■ **YOUR ASSIGNMENT**: Some lines in the material below hold the word "RespondFeedback". Copy all of them.

■ **RECORDS SHOWN**:
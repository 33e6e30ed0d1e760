use chrono::NaiveDateTime;
use serde::{Deserialize, Serialize};
use strum_macros::{AsRefStr, Display, EnumString};
use utoipa::ToSchema;

#[derive(
    Debug, Clone, Copy, PartialEq, Eq, Serialize, Deserialize, ToSchema, Display, EnumString,
    AsRefStr,
)]
#[serde(rename_all = "lowercase")]
#[strum(serialize_all = "lowercase")]
pub enum PaymentStatus {
    Pending,
    /// Older rows were written as `paid`
    #[serde(alias = "paid")]
    #[strum(to_string = "verified", serialize = "paid")]
    Verified,
    Rejected,
}

#[derive(Debug, Clone, Copy, PartialEq, Eq, Display, AsRefStr)]
pub enum PaymentMethod {
    #[strum(serialize = "UPI")]
    Upi,
    #[strum(serialize = "offline")]
    Offline,
}

#[derive(Debug, Clone, PartialEq, Serialize, Deserialize, sqlx::FromRow, ToSchema)]
pub struct Payment {
    #[schema(example = 1)]
    pub id: u64,
    #[schema(example = 7)]
    pub user_id: u64,
    #[schema(example = "asha@hostel.in")]
    pub user_email: String,
    #[schema(example = 3000.0)]
    pub amount: f64,
    #[schema(example = "INR")]
    pub currency: String,
    #[schema(example = "UPI123456789", nullable = true)]
    pub transaction_id: Option<String>,
    #[schema(example = "UPI")]
    pub payment_method: String,
    #[schema(example = "pending")]
    pub status: String,
    /// Billing month label, e.g. `January 2026`
    #[schema(example = "January 2026")]
    pub month: String,
    #[schema(format = "date-time", value_type = String)]
    pub created_at: NaiveDateTime,
    #[schema(format = "date-time", value_type = Option<String>)]
    pub verified_at: Option<NaiveDateTime>,
    pub verified_by: Option<String>,
}

impl Payment {
    pub fn status(&self) -> Option<PaymentStatus> {
        self.status.parse().ok()
    }

    pub fn is_verified(&self) -> bool {
        self.status() == Some(PaymentStatus::Verified)
    }
}

#[cfg(test)]
mod tests {
    use super::*;

    #[test]
    fn legacy_paid_reads_as_verified() {
        assert_eq!("paid".parse::<PaymentStatus>().unwrap(), PaymentStatus::Verified);
        assert_eq!("verified".parse::<PaymentStatus>().unwrap(), PaymentStatus::Verified);
        assert_eq!(PaymentStatus::Verified.to_string(), "verified");
        assert_eq!(PaymentStatus::Verified.as_ref(), "verified");
    }

    #[test]
    fn legacy_paid_deserializes_as_verified() {
        let s: PaymentStatus = serde_json::from_str("\"paid\"").unwrap();
        assert_eq!(s, PaymentStatus::Verified);
    }

    #[test]
    fn method_labels() {
        assert_eq!(PaymentMethod::Upi.as_ref(), "UPI");
        assert_eq!(PaymentMethod::Offline.as_ref(), "offline");
    }
}
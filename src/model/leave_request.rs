use chrono::{NaiveDate, NaiveDateTime};
use serde::{Deserialize, Serialize};
use strum_macros::{AsRefStr, Display, EnumString};
use utoipa::ToSchema;

#[derive(
    Debug, Clone, Copy, PartialEq, Eq, Serialize, Deserialize, ToSchema, Display, EnumString,
    AsRefStr,
)]
#[serde(rename_all = "lowercase")]
#[strum(serialize_all = "lowercase")]
pub enum LeaveStatus {
    Pending,
    Approved,
    Rejected,
}

#[derive(Debug, Clone, PartialEq, Serialize, Deserialize, sqlx::FromRow, ToSchema)]
pub struct LeaveRequest {
    #[schema(example = 1)]
    pub id: u64,
    #[schema(example = 7)]
    pub user_id: u64,
    #[schema(example = "asha@hostel.in")]
    pub user_email: String,
    #[schema(example = "2026-01-01", format = "date", value_type = String)]
    pub start_date: NaiveDate,
    #[schema(example = "2026-01-03", format = "date", value_type = String)]
    pub end_date: NaiveDate,
    #[schema(example = "Going home for the weekend")]
    pub reason: String,
    #[schema(example = "both")]
    pub meal_type: String,
    #[schema(example = "pending")]
    pub status: String,
    /// When the request was submitted (not the range it covers)
    #[sqlx(rename = "created_at")]
    #[schema(example = "2026-01-01T10:00:00", format = "date-time", value_type = Option<String>)]
    pub requested_at: Option<NaiveDateTime>,
    #[schema(format = "date-time", value_type = Option<String>)]
    pub responded_at: Option<NaiveDateTime>,
    pub responded_by: Option<String>,
}

impl LeaveRequest {
    /// Parsed status; unknown values from old rows yield `None`.
    pub fn status(&self) -> Option<LeaveStatus> {
        self.status.parse().ok()
    }
}
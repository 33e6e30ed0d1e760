use crate::{
    api::{notification::notify_best_effort, now_local},
    auth::auth::AuthUser,
    error::ApiError,
    model::{
        feedback::{Feedback, FeedbackStatus},
        notification::{NewNotification, NotificationKind},
    },
};
use actix_web::{HttpResponse, web};
use serde::Deserialize;
use serde_json::json;
use sqlx::MySqlPool;
use utoipa::ToSchema;

const FEEDBACK_COLUMNS: &str = "id, user_id, user_email, kind, subject, message, rating, status, \
     admin_response, created_at, responded_at, responded_by";

#[derive(Deserialize, ToSchema)]
pub struct CreateFeedback {
    #[schema(example = "food_quality")]
    pub kind: String,
    #[schema(example = "Dinner was cold")]
    pub subject: String,
    #[schema(example = "Rotis were cold on Tuesday night.")]
    pub message: String,
    /// 1 to 5
    #[schema(example = 3, minimum = 1, maximum = 5)]
    pub rating: u8,
}

impl CreateFeedback {
    fn validate(&self) -> Result<(), ApiError> {
        if self.kind.trim().is_empty()
            || self.subject.trim().is_empty()
            || self.message.trim().is_empty()
        {
            return Err(ApiError::bad_request("kind, subject and message are required"));
        }
        if !(1..=5).contains(&self.rating) {
            return Err(ApiError::bad_request("rating must be between 1 and 5"));
        }
        Ok(())
    }
}

#[derive(Deserialize, ToSchema)]
pub struct RespondFeedback {
    /// `reviewed` or `resolved`
    #[schema(example = "resolved")]
    pub status: FeedbackStatus,
    #[schema(example = "Thanks, the warmer has been fixed.")]
    pub response: String,
}

#[utoipa::path(
    post,
    path = "/api/feedback",
    request_body = CreateFeedback,
    responses(
        (status = 201, description = "Feedback submitted"),
        (status = 400, description = "Invalid feedback", body = Object, example = json!({
            "message": "rating must be between 1 and 5"
        }))
    ),
    security(("bearer_auth" = [])),
    tag = "Feedback"
)]
pub async fn submit_feedback(
    auth: AuthUser,
    pool: web::Data<MySqlPool>,
    payload: web::Json<CreateFeedback>,
) -> Result<HttpResponse, ApiError> {
    payload.validate()?;

    let result = sqlx::query(
        r#"
        INSERT INTO feedback
            (user_id, user_email, kind, subject, message, rating, status, created_at)
        VALUES (?, ?, ?, ?, ?, ?, ?, ?)
        "#,
    )
    .bind(auth.user_id)
    .bind(&auth.email)
    .bind(payload.kind.trim())
    .bind(payload.subject.trim())
    .bind(payload.message.trim())
    .bind(payload.rating)
    .bind(FeedbackStatus::Pending.as_ref())
    .bind(now_local())
    .execute(pool.get_ref())
    .await?;

    Ok(HttpResponse::Created().json(json!({
        "message": "Feedback submitted",
        "id": result.last_insert_id(),
        "status": FeedbackStatus::Pending
    })))
}

/// Feedback; members see their own, admins see all
#[utoipa::path(
    get,
    path = "/api/feedback",
    responses((status = 200, description = "Feedback, newest first", body = [Feedback])),
    security(("bearer_auth" = [])),
    tag = "Feedback"
)]
pub async fn list_feedback(
    auth: AuthUser,
    pool: web::Data<MySqlPool>,
) -> Result<HttpResponse, ApiError> {
    let rows = if auth.is_admin {
        sqlx::query_as::<_, Feedback>(&format!(
            "SELECT {FEEDBACK_COLUMNS} FROM feedback ORDER BY created_at DESC, id DESC"
        ))
        .fetch_all(pool.get_ref())
        .await?
    } else {
        sqlx::query_as::<_, Feedback>(&format!(
            "SELECT {FEEDBACK_COLUMNS} FROM feedback WHERE user_id = ? \
             ORDER BY created_at DESC, id DESC"
        ))
        .bind(auth.user_id)
        .fetch_all(pool.get_ref())
        .await?
    };

    Ok(HttpResponse::Ok().json(rows))
}

#[utoipa::path(
    put,
    path = "/api/feedback/{id}/respond",
    params(("id" = u64, Path, description = "Feedback id")),
    request_body = RespondFeedback,
    responses(
        (status = 200, description = "Response saved"),
        (status = 400, description = "Invalid status or empty response"),
        (status = 403, description = "Forbidden"),
        (status = 404, description = "Feedback not found")
    ),
    security(("bearer_auth" = [])),
    tag = "Feedback"
)]
pub async fn respond_feedback(
    auth: AuthUser,
    pool: web::Data<MySqlPool>,
    path: web::Path<u64>,
    payload: web::Json<RespondFeedback>,
) -> Result<HttpResponse, ApiError> {
    auth.require_admin()?;

    if payload.status == FeedbackStatus::Pending {
        return Err(ApiError::bad_request("status must be reviewed or resolved"));
    }
    let response = payload.response.trim();
    if response.is_empty() {
        return Err(ApiError::bad_request("response is required"));
    }

    let id = path.into_inner();
    let feedback = sqlx::query_as::<_, Feedback>(&format!(
        "SELECT {FEEDBACK_COLUMNS} FROM feedback WHERE id = ?"
    ))
    .bind(id)
    .fetch_optional(pool.get_ref())
    .await?
    .ok_or_else(|| ApiError::not_found("Feedback not found"))?;

    sqlx::query(
        r#"
        UPDATE feedback
        SET status = ?, admin_response = ?, responded_at = ?, responded_by = ?
        WHERE id = ?
        "#,
    )
    .bind(payload.status.as_ref())
    .bind(response)
    .bind(now_local())
    .bind(&auth.email)
    .bind(id)
    .execute(pool.get_ref())
    .await?;

    notify_best_effort(
        pool.get_ref(),
        NewNotification::new(
            feedback.user_id,
            NotificationKind::FeedbackResponse,
            format!("Response to: {}", feedback.subject),
            response,
        ),
    )
    .await;

    Ok(HttpResponse::Ok().json(json!({
        "message": "Response saved",
        "status": payload.status
    })))
}
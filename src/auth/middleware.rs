use crate::auth::auth::{authenticate, bearer_token};
use crate::auth::policy::AdminPolicy;
use crate::config::Config;
use actix_web::middleware::Next;
use actix_web::{
    Error, HttpMessage, HttpResponse,
    body::BoxBody,
    dev::{ServiceRequest, ServiceResponse},
    web::Data,
};
use serde_json::json;

pub async fn auth_middleware(
    req: ServiceRequest,
    next: Next<BoxBody>,
) -> Result<ServiceResponse<BoxBody>, Error> {
    let config = req
        .app_data::<Data<Config>>()
        .cloned()
        .ok_or_else(|| actix_web::error::ErrorInternalServerError("App config missing"))?;
    let policy = req
        .app_data::<Data<AdminPolicy>>()
        .cloned()
        .ok_or_else(|| actix_web::error::ErrorInternalServerError("Admin policy missing"))?;

    let token = match bearer_token(req.request()) {
        Some(t) => t.to_string(),
        None => {
            let resp = HttpResponse::Unauthorized()
                .json(json!({"message": "Missing or malformed Authorization header"}));
            return Ok(req.into_response(resp.map_into_boxed_body()));
        }
    };

    let auth_user = match authenticate(&token, &config, &policy) {
        Ok(user) => user,
        Err(e) => {
            let resp = HttpResponse::Unauthorized().json(json!({"message": e.to_string()}));
            return Ok(req.into_response(resp.map_into_boxed_body()));
        }
    };

    req.extensions_mut().insert(auth_user);

    next.call(req).await
}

■ **SOLUTION FOR THIS EXERCISE**:
pub struct RespondFeedback {
    request_body = RespondFeedback,
    payload: web::Json<RespondFeedback>,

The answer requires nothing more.